Le moment est particulièrement opportun compte tenu du débat fédéral en cours sur la réglementation de l’IA. L’administration Trump s’est opposée à l’ingérence des États, affirmant qu’un paysage réglementaire fragmenté entraverait la compétitivité des États-Unis dans la course mondiale à l’IA.
Dispositions clés et implications
Le décret exige que les entreprises d’IA :
- Élaborer et mettre en œuvre des mesures de sécurité robustes pour prévenir les dommages.
- Établir des politiques de confidentialité claires pour protéger les données des consommateurs.
- Adhérer à des normes rigoureuses dans la conception et le fonctionnement de leurs systèmes d’IA.
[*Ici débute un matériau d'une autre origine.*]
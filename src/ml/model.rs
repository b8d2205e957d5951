//
// μDCN MTU Prediction Model Interface
//
// Common contract for all MTU prediction strategies, the MTU bounds they
// share, and the factory that turns a configured `ModelKind` into a live
// model.
//

use std::fmt;
use std::path::PathBuf;
use std::str::FromStr;

use serde::{Deserialize, Serialize};
use tracing::{error, info, warn};

use crate::error::{Error, Result};
use crate::ml::decision::DecisionHeuristicModel;
use crate::ml::ensemble::EnsembleModel;
use crate::ml::features::FeatureVector;
use crate::ml::linear::LinearRegressionModel;
use crate::ml::rule_based::RuleBasedModel;

/// Smallest MTU ever returned (IPv4 minimum)
pub const MIN_MTU: usize = 576;

/// Largest MTU ever returned (jumbo frames)
pub const MAX_MTU: usize = 9000;

/// MTU served when no model can produce a prediction
pub const DEFAULT_MTU: usize = 1400;

/// Round to the nearest multiple of 100, halves rounding up
pub fn round_to_100(mtu: usize) -> usize {
    ((mtu + 50) / 100) * 100
}

/// Inclusive MTU range a model clamps its output into
#[derive(Debug, Clone, Copy, PartialEq, Eq)]
pub struct MtuBounds {
    pub min: usize,
    pub max: usize,
}

impl MtuBounds {
    /// Create bounds, forced inside [`MIN_MTU`, `MAX_MTU`] with `min <= max`
    pub fn new(min: usize, max: usize) -> Self {
        let min = min.clamp(MIN_MTU, MAX_MTU);
        let max = max.clamp(min, MAX_MTU);
        Self { min, max }
    }

    pub fn clamp(&self, mtu: usize) -> usize {
        mtu.clamp(self.min, self.max)
    }

    /// Clamp, then round to the nearest 100
    pub fn finalize(&self, mtu: usize) -> usize {
        round_to_100(self.clamp(mtu))
    }
}

impl Default for MtuBounds {
    fn default() -> Self {
        Self { min: MIN_MTU, max: MAX_MTU }
    }
}

/// ML-based MTU prediction model interface
pub trait MtuPredictionModel: Send + Sync {
    /// Predict optimal MTU based on network features
    fn predict(&self, features: &FeatureVector) -> Result<usize>;

    /// Continuous prediction before bounding and rounding, for models that have one
    fn raw_prediction(&self, _features: &FeatureVector) -> Option<f64> {
        None
    }

    /// Update the model with an observed optimal MTU
    fn update(&mut self, features: &FeatureVector, observed_optimal_mtu: usize) -> Result<()>;

    /// Get model type name
    fn model_type(&self) -> &'static str;

    /// Whether the model is serving a fixed fallback instead of real predictions
    fn is_degraded(&self) -> bool {
        false
    }
}

fn default_base_mtu() -> usize {
    1500
}

/// Which prediction strategy an engine runs
#[derive(Debug, Clone, PartialEq, Serialize, Deserialize)]
#[serde(tag = "type", rename_all = "snake_case")]
pub enum ModelKind {
    /// Sequential multiplicative rule pipeline
    RuleBased {
        #[serde(default = "default_base_mtu")]
        base_mtu: usize,
    },

    /// Online linear regression, optionally seeded from a weights artifact
    LinearRegression {
        #[serde(default)]
        artifact: Option<PathBuf>,
    },

    /// Threshold heuristic keyed on network type
    DecisionHeuristic,

    /// Mean of several member strategies
    Ensemble {
        #[serde(default = "ModelKind::default_ensemble_members")]
        members: Vec<ModelKind>,
    },
}

impl ModelKind {
    /// Default ensemble membership. RuleBased is intentionally absent; it has
    /// not been signed off as an ensemble member.
    pub fn default_ensemble_members() -> Vec<ModelKind> {
        vec![
            ModelKind::LinearRegression { artifact: None },
            ModelKind::DecisionHeuristic,
        ]
    }
}

impl Default for ModelKind {
    fn default() -> Self {
        ModelKind::Ensemble { members: Self::default_ensemble_members() }
    }
}

impl fmt::Display for ModelKind {
    fn fmt(&self, f: &mut fmt::Formatter<'_>) -> fmt::Result {
        match self {
            ModelKind::RuleBased { base_mtu } => write!(f, "rule-based(base={})", base_mtu),
            ModelKind::LinearRegression { artifact: Some(path) } => {
                write!(f, "linear({})", path.display())
            }
            ModelKind::LinearRegression { artifact: None } => f.write_str("linear"),
            ModelKind::DecisionHeuristic => f.write_str("decision"),
            ModelKind::Ensemble { members } => write!(f, "ensemble({} members)", members.len()),
        }
    }
}

impl FromStr for ModelKind {
    type Err = Error;

    fn from_str(s: &str) -> Result<Self> {
        match s.trim().to_ascii_lowercase().as_str() {
            "rule-based" | "rule_based" => Ok(ModelKind::RuleBased { base_mtu: default_base_mtu() }),
            "linear" | "linear-regression" => Ok(ModelKind::LinearRegression { artifact: None }),
            "decision" | "decision-heuristic" | "decision-tree" => Ok(ModelKind::DecisionHeuristic),
            "ensemble" => Ok(ModelKind::default()),
            other => Err(Error::Config(format!("unknown model type '{}'", other))),
        }
    }
}

/// Placeholder model used when the configured model could not be built.
/// Always serves [`DEFAULT_MTU`].
#[derive(Debug, Clone)]
pub struct DegradedModel {
    reason: String,
}

impl DegradedModel {
    pub fn new(reason: impl Into<String>) -> Self {
        Self { reason: reason.into() }
    }

    /// Why the real model is unavailable
    pub fn reason(&self) -> &str {
        &self.reason
    }
}

impl MtuPredictionModel for DegradedModel {
    fn predict(&self, _features: &FeatureVector) -> Result<usize> {
        Ok(DEFAULT_MTU)
    }

    fn update(&mut self, _features: &FeatureVector, _observed_optimal_mtu: usize) -> Result<()> {
        Ok(())
    }

    fn model_type(&self) -> &'static str {
        "Degraded"
    }

    fn is_degraded(&self) -> bool {
        true
    }
}

/// Build a model from its configured kind. Never fails: a model whose
/// artifact cannot be loaded is replaced by a [`DegradedModel`].
pub fn build_model(kind: &ModelKind, bounds: MtuBounds) -> Box<dyn MtuPredictionModel> {
    let model: Box<dyn MtuPredictionModel> = match kind {
        ModelKind::RuleBased { base_mtu } => Box::new(RuleBasedModel::new(*base_mtu, bounds)),
        ModelKind::LinearRegression { artifact: None } => {
            Box::new(LinearRegressionModel::new(bounds))
        }
        ModelKind::LinearRegression { artifact: Some(path) } => {
            match LinearRegressionModel::from_artifact(path, bounds) {
                Ok(model) => Box::new(model),
                Err(e) => {
                    error!(artifact = %path.display(), error = %e, "failed to load linear model");
                    warn!(default_mtu = DEFAULT_MTU, "serving default MTU from degraded model");
                    Box::new(DegradedModel::new(e.to_string()))
                }
            }
        }
        ModelKind::DecisionHeuristic => Box::new(DecisionHeuristicModel::new(bounds)),
        ModelKind::Ensemble { members } => {
            let members = if members.is_empty() {
                warn!("ensemble configured without members, using defaults");
                ModelKind::default_ensemble_members()
            } else {
                members.clone()
            };
            let models = members.iter().map(|member| build_model(member, bounds)).collect();
            Box::new(EnsembleModel::new(models))
        }
    };

    info!(model = model.model_type(), degraded = model.is_degraded(), "built MTU prediction model");
    model
}

#[cfg(test)]
mod tests {
    use super::*;

    #[test]
    fn test_round_to_100() {
        assert_eq!(round_to_100(1650), 1700);
        assert_eq!(round_to_100(1649), 1600);
        assert_eq!(round_to_100(960), 1000);
        assert_eq!(round_to_100(576), 600);
        assert_eq!(round_to_100(9000), 9000);
    }

    #[test]
    fn test_bounds_are_sanitised() {
        let bounds = MtuBounds::new(100, 20_000);
        assert_eq!(bounds, MtuBounds::default());

        let inverted = MtuBounds::new(2000, 1000);
        assert_eq!(inverted.min, 2000);
        assert_eq!(inverted.max, 2000);
    }

    #[test]
    fn test_model_kind_from_str() {
        assert_eq!(
            "rule-based".parse::<ModelKind>().unwrap(),
            ModelKind::RuleBased { base_mtu: 1500 }
        );
        assert_eq!("decision".parse::<ModelKind>().unwrap(), ModelKind::DecisionHeuristic);
        assert_eq!("ensemble".parse::<ModelKind>().unwrap(), ModelKind::default());
        assert!("tflite".parse::<ModelKind>().is_err());
    }

    #[test]
    fn test_model_kind_deserialize() {
        let kind: ModelKind = serde_json::from_str(r#"{"type": "rule_based"}"#).unwrap();
        assert_eq!(kind, ModelKind::RuleBased { base_mtu: 1500 });

        let kind: ModelKind = serde_json::from_str(r#"{"type": "ensemble"}"#).unwrap();
        assert_eq!(kind, ModelKind::default());
    }

    #[test]
    fn test_missing_artifact_degrades() {
        let kind = ModelKind::LinearRegression {
            artifact: Some(PathBuf::from("/nonexistent/udcn/mtu_weights.json")),
        };
        let model = build_model(&kind, MtuBounds::default());

        assert!(model.is_degraded());
        assert_eq!(model.predict(&FeatureVector::new()).unwrap(), DEFAULT_MTU);
    }

    #[test]
    fn test_empty_ensemble_uses_default_members() {
        let model = build_model(&ModelKind::Ensemble { members: vec![] }, MtuBounds::default());
        assert_eq!(model.model_type(), "Ensemble");
        assert!(!model.is_degraded());
    }
}
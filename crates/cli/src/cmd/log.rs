//! Show upload history

use crate::locks::{LedgerLock, Role};
use crate::util::{self, GlobalArgs};
use anyhow::{Context, Result};
use ledger::LedgerStore;
use owo_colors::OwoColorize;
use qs_core::compose::format_size;

const DEFAULT_LIMIT: usize = 20;

pub async fn run(args: &GlobalArgs, limit: Option<usize>) -> Result<()> {
    let (config, _document, layout) = util::load_document_config(args)?;

    let _lock = LedgerLock::acquire(&layout, Role::Log)?;

    let ledger_dir = layout.ledger();
    if !ledger_dir.exists() {
        println!("{}", "No uploads yet".dimmed());
        return Ok(());
    }

    let store = LedgerStore::open(&ledger_dir, config.ledger.retention_count)
        .context("Failed to open upload ledger")?;
    let ledger = store.load().context("Failed to read upload ledger")?;

    if ledger.is_empty() {
        println!("{}", "No uploads yet".dimmed());
        return Ok(());
    }

    let limit = limit.unwrap_or(DEFAULT_LIMIT);
    println!(
        "{} (showing {} of {})\n",
        "Upload history".bold(),
        limit.min(ledger.len()),
        ledger.len()
    );

    for entry in ledger.entries().rev().take(limit) {
        println!(
            "{}  {}  {}",
            util::short_id(&entry.job_id).yellow(),
            util::format_relative_time(entry.timestamp_ms).dimmed(),
            entry.message
        );
        println!(
            "            {}",
            format!(
                "{} · {} attempt(s) · {}",
                format_size(entry.outcome.artifact_bytes),
                entry.outcome.attempts,
                entry.fingerprint.digest.short()
            )
            .dimmed()
        );
    }

    Ok(())
}
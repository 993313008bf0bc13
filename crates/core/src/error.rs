//! Error types shared by the quicksave crates

use std::path::PathBuf;
use thiserror::Error;

/// The document or a captured snapshot could not be read
///
/// Fatal for the trigger that hit it. Never retried here: retry belongs to
/// whoever issues the next trigger.
#[derive(Debug, Error)]
#[error("failed to read {}: {source}", path.display())]
pub struct ReadError {
    pub path: PathBuf,
    #[source]
    pub source: std::io::Error,
}

impl ReadError {
    pub fn new(path: impl Into<PathBuf>, source: std::io::Error) -> Self {
        Self {
            path: path.into(),
            source,
        }
    }
}

#[derive(Debug, Error)]
pub enum DigestError {
    #[error("invalid hex digest: {0}")]
    Hex(String),
    #[error("invalid digest length: expected 32 bytes, got {0}")]
    Length(usize),
}

#[derive(Debug, Error)]
pub enum ConfigError {
    #[error("invalid value for {key}: {message}")]
    Invalid { key: &'static str, message: String },
    #[error("failed to parse configuration: {0}")]
    Parse(#[from] toml::de::Error),
    #[error("failed to serialize configuration: {0}")]
    Serialize(#[from] toml::ser::Error),
}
Cela pourrait avoir un impact significatif sur la manière dont l’IA est déployée en Californie, obligeant les entreprises à donner la priorité aux considérations éthiques aux côtés du profit. Cette décision crée également un précédent pour d’autres États envisageant des réglementations similaires.
Approches fédérales et étatiques
La Maison Blanche a récemment dévoilé son propre cadre politique en matière d’IA, abordant des questions telles que la suppression d’emplois, la violation du droit d’auteur et la protection des populations vulnérables. Cependant, les critiques soutiennent que l’approche fédérale est trop indulgente, autorisant une croissance continue et incontrôlée du secteur de l’IA. L’ordonnance de Newsom représente une position plus agressive, affirmant l’autorité de l’État pour réglementer directement l’IA.
Réponse de l’industrie et précédents juridiques
Cette politique intervient dans un contexte de surveillance accrue des pratiques en matière d’IA. Notamment, Ziff Davis (société mère de CNET) a intenté une action en justice contre OpenAI en 2025, alléguant une violation du droit d’auteur sur ses données de formation en IA. Cela démontre les défis juridiques croissants liés à la dépendance d’IA à l’égard du matériel protégé par le droit d’auteur et la nécessité de protections plus claires de la propriété intellectuelle.
Le décret californien marque une évolution vers une plus grande responsabilité dans le secteur de l’IA. En imposant des normes obligatoires aux entrepreneurs de l’État, Newsom pose une attente claire : l’innovation en matière d’IA ne doit pas se faire au détriment de la sécurité publique et de la vie privée.